A strategy that gives you probability $\frac{1}{2} + \varepsilon$ of choosing the larger number is to come up with your own distribution whose support is all of $\mathbb{R}$ and sample it to get $Z$. If $Z > X$, discard $X$; otherwise, keep $X$. If $Z$ is less than both $X$ and $Y$, or if $Z$ is greater than both $X$ and $Y$, you will choose the correct number with probability $\frac{1}{2}$. If $X < Z < Y$ or $Y < Z < X$, you will always choose the correct number. The probability of $Z$ being between $X$ and $Y$ is $\varepsilon > 0$, so you will win this game with probability $\frac{1}{2} + \varepsilon$.


The strategy above relies on the fact that no matter how $X,Y$ are distributed, the probability that $Z$ lies between them is greater than $0$. If we are restricted to $[A,B]$, then choosing $Z$ uniformly on $[A,B]$ ensures this unless $X,Y$ are always equal to some fixed constant (in which case the problem is degenerate anyway — it is implied that $P(X = Y) = 0$).
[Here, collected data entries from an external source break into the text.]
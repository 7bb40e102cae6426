//! Browser session management
//!
//! A [`BrowserSession`] owns one Chrome process and the tab used for the whole
//! run. The process is shut down when the session is dropped, on success and
//! failure paths alike.

pub mod config;
pub mod session;

pub use config::LaunchOptions;
pub use session::BrowserSession;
The original strategy translates to the new situation without any problems.

Note that we don't actually do very well in either the original situation or the revised one: an adversary can just choose $X,Y$ distributed uniformly on $[\alpha,\alpha+\delta]$ for some $\alpha$ and a tiny $\delta$ and force our advantage $\varepsilon$ to be as small as he wants.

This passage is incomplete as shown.